A peer-to-peer model is an application architecture that removes the need for dedicated servers and enables each host to participate in providing a service. Because all systems can both access as well as provide the service, they are called peers. In this discussion, we will focus on one application domain: peer-to-peer file distribution.
The first peer-to-peer based system to gain widespread use was Napster, which was used primarily for sharing music. Napster used a central server to track who had what music on their servers. The actual content was hosted on users' systems. When that central server was shut down after a lawsuit from the recording industry, the service effectively disappeared even if the individual content servers were still running.

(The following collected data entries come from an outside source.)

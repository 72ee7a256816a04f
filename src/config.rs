use crate::{
    common::*,
    error::{ConfigError, Result},
};

/// How the bit errors of a packet are drawn.
#[derive(Clone, Copy, Debug, Default, PartialEq, Eq, clap::ValueEnum)]
pub enum BitErrorModel {
    /// One uniform draw per bit, compared against the error probability.
    #[default]
    PerBit,
    /// A single Binomial(packet size, probability) sample per packet.
    Binomial,
}

/// Immutable parameters of a simulated point-to-point link.
#[derive(Clone, Copy, Debug, PartialEq)]
pub struct SimulationConfig {
    /// Link bit rate, in bits per second
    pub bit_rate: f64,
    /// Packet size, in bits
    pub packet_size_bits: u64,
    /// Propagation delay, in seconds
    pub propagation_delay: f64,
    /// Number of packets transmitted by a run
    pub num_packets: usize,
    /// Probability of a single bit error
    pub bit_error_probability: f64,
    /// Largest error count a packet survives
    pub error_threshold: u64,
    /// Penalty added to the delay of a lost packet, in seconds
    pub retransmission_delay: f64,
    /// Bit error sampling strategy
    pub error_model: BitErrorModel,
}

impl Default for SimulationConfig {
    fn default() -> Self {
        Self {
            bit_rate: BIT_RATE,
            packet_size_bits: PACKET_SIZE_BITS,
            propagation_delay: PROPAGATION_DELAY,
            num_packets: NUM_PACKETS,
            bit_error_probability: BIT_ERROR_PROBABILITY,
            error_threshold: ERROR_THRESHOLD,
            retransmission_delay: RETRANSMISSION_DELAY,
            error_model: BitErrorModel::default(),
        }
    }
}

impl SimulationConfig {
    /// Sets the link bit rate.
    pub fn with_bit_rate(mut self, bit_rate: f64) -> Self {
        self.bit_rate = bit_rate;
        self
    }

    /// Sets the packet size.
    pub fn with_packet_size_bits(mut self, packet_size_bits: u64) -> Self {
        self.packet_size_bits = packet_size_bits;
        self
    }

    /// Sets the propagation delay.
    pub fn with_propagation_delay(mut self, propagation_delay: f64) -> Self {
        self.propagation_delay = propagation_delay;
        self
    }

    /// Sets the number of packets per run.
    pub fn with_num_packets(mut self, num_packets: usize) -> Self {
        self.num_packets = num_packets;
        self
    }

    /// Sets the bit error probability.
    pub fn with_bit_error_probability(mut self, p: f64) -> Self {
        self.bit_error_probability = p;
        self
    }

    /// Sets the error threshold.
    pub fn with_error_threshold(mut self, error_threshold: u64) -> Self {
        self.error_threshold = error_threshold;
        self
    }

    /// Sets the retransmission penalty.
    pub fn with_retransmission_delay(mut self, retransmission_delay: f64) -> Self {
        self.retransmission_delay = retransmission_delay;
        self
    }

    /// Sets the bit error model.
    pub fn with_error_model(mut self, error_model: BitErrorModel) -> Self {
        self.error_model = error_model;
        self
    }

    /// Time to put one packet on the wire.
    pub fn transmission_delay(&self) -> f64 {
        self.packet_size_bits as f64 / self.bit_rate
    }

    /// Checks every value is inside the simulator's contract.
    pub fn validate(&self) -> Result<()> {
        if !(self.bit_rate.is_finite() && self.bit_rate > 0.0) {
            return Err(ConfigError::BitRate(self.bit_rate).into());
        }
        if self.packet_size_bits == 0 {
            return Err(ConfigError::PacketSize.into());
        }
        if !(0.0..=1.0).contains(&self.bit_error_probability) {
            return Err(ConfigError::BitErrorProbability(self.bit_error_probability).into());
        }
        if !(self.propagation_delay.is_finite() && self.propagation_delay > 0.0) {
            return Err(ConfigError::PropagationDelay(self.propagation_delay).into());
        }
        if !(self.retransmission_delay.is_finite() && self.retransmission_delay > 0.0) {
            return Err(ConfigError::RetransmissionDelay(self.retransmission_delay).into());
        }

        Ok(())
    }
}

After Napster, Gnutella set out to create an architecture that offers distributed file sharing with no central point of control. Unlike Napster, Gnutella can not be shut down since there is no central server.
Gnutella’s approach to finding content is based on query flooding. When a peer joins the system, it needs to contact at least one other Gnutella node and ask it for a list of nodes it knows about (its “friends”). This list of peers becomes its list of connected nodes. This builds an overlay network. An overlay network is a logical network that is formed by peer connections. Each peer knows of a limited set of other peers. These become its neighbors, and do not need to be physical neighbors. A peer is capable of communicating with any other peer; it is just the lack of knowing that the other peer exists that stops it.
To search for content, a peer sends a query message to its connected nodes. Each node that receives a query will respond if it has the content. Otherwise, it forwards the content to its connected nodes. This is the process of flooding. Once the content is found, the requesting peer downloads the content from the peer hosting the content via HTTP.
A facet of Gnutella’s original design was anonymity. Replies were sent replies through the same path that the queries took. A peer receiving a query would not know if it came from the requestor or from a peer just forwarding the request.
While Gnutella is decentralized, its flooding-based search is inefficient compared to maintaining a single database. Search may require contacting a large number of systems and going through multiple hops. Well-known nodes (e.g., those that may be configured in default installations) may become overly congested.
Kazaa was created a year after Gnutella with the core premise that not all nodes have equivalent capabilities as far as network connectivity and uptime are concerned. They introduced the concept of supernodes. These nodes have high uptime, fast connectivity, faster processors, and potentially more storage than regular nodes. They also know other supernodes. Incidentally, Gnutella later enhanced its system to support the same concept by adding ultrapeers.
A client (peer) needs to know of one supernode to join the system. It sends that supernode a list of all the files that it is hosting. Only supernodes are involved in the search process. Search is a flood over the overlay network as in Gnutella. Once a query reaches a supernode that has the requested content in its list, it sends a reply directly to the peer that initiated the query. As with Gnutella, the querying peer will then download the content directly from the peer that hosts the content.
The design of BitTorrent was motivated by the flash crowd problem. How do you design a file sharing service that will scale as a huge number of users want to download a specific file? Systems such as Napster, Gnutella, and Kazaa all serve their content from the peer that hosts it. If a large number of users try to download a popular file, all of them will have to share the bandwidth that is available to the peer hosting that content.
The idea behind BitTorrent is to turn each peer that is downloading content into a server of that content. BitTorrent only focuses on the download problem and does not handle the mechanism for locating the content.
To offer content, the content owner creates a .torrent file. This file contains metadata, or information, about the file, such as the name, creation time, and size of the file. It also contains a list of hashes of blocks of the content. The content is logically divided into fixed-size blocks and the list of hashes in the .torrent file allows a downloading peer to validate that any downloaded blocks has been downloaded correctly. Finally, the .torrent file contains a list of trackers.
The tracker is a server running a process that manages downloads for a set of .torrent files. When a downloading peer opens a .torrent file, it contacts a tracker that is specified in that file. The tracker is responsible for keeping track of which peers have which have the content. There could be many trackers, each responsible for different torrents.
A seeder is a peer that has the entire file available for download by other peers. Seeders register themselves with trackers so that trackers can direct downloading peers to them. An initial seeder is the initial version of the file.
A leecher is a peer that is downloading files. To start the download, the leecher must have a .torrent file. That identifies the tracker for the contents. It contacts the tracker, which keeps track of the seed nodes for that file as well as other leechers, some of whom may have already downloaded some blocks of the file. A leecher contacts seeders and other leechers to download random blocks of the file. As it gets these blocks, it can make them available to other leechers. This allows download bandwidth to scale: every downloader increases overall download capacity. Once a file is fully downloaded, the leecher has the option of turning itself into a seeder and continue to offer serving the file.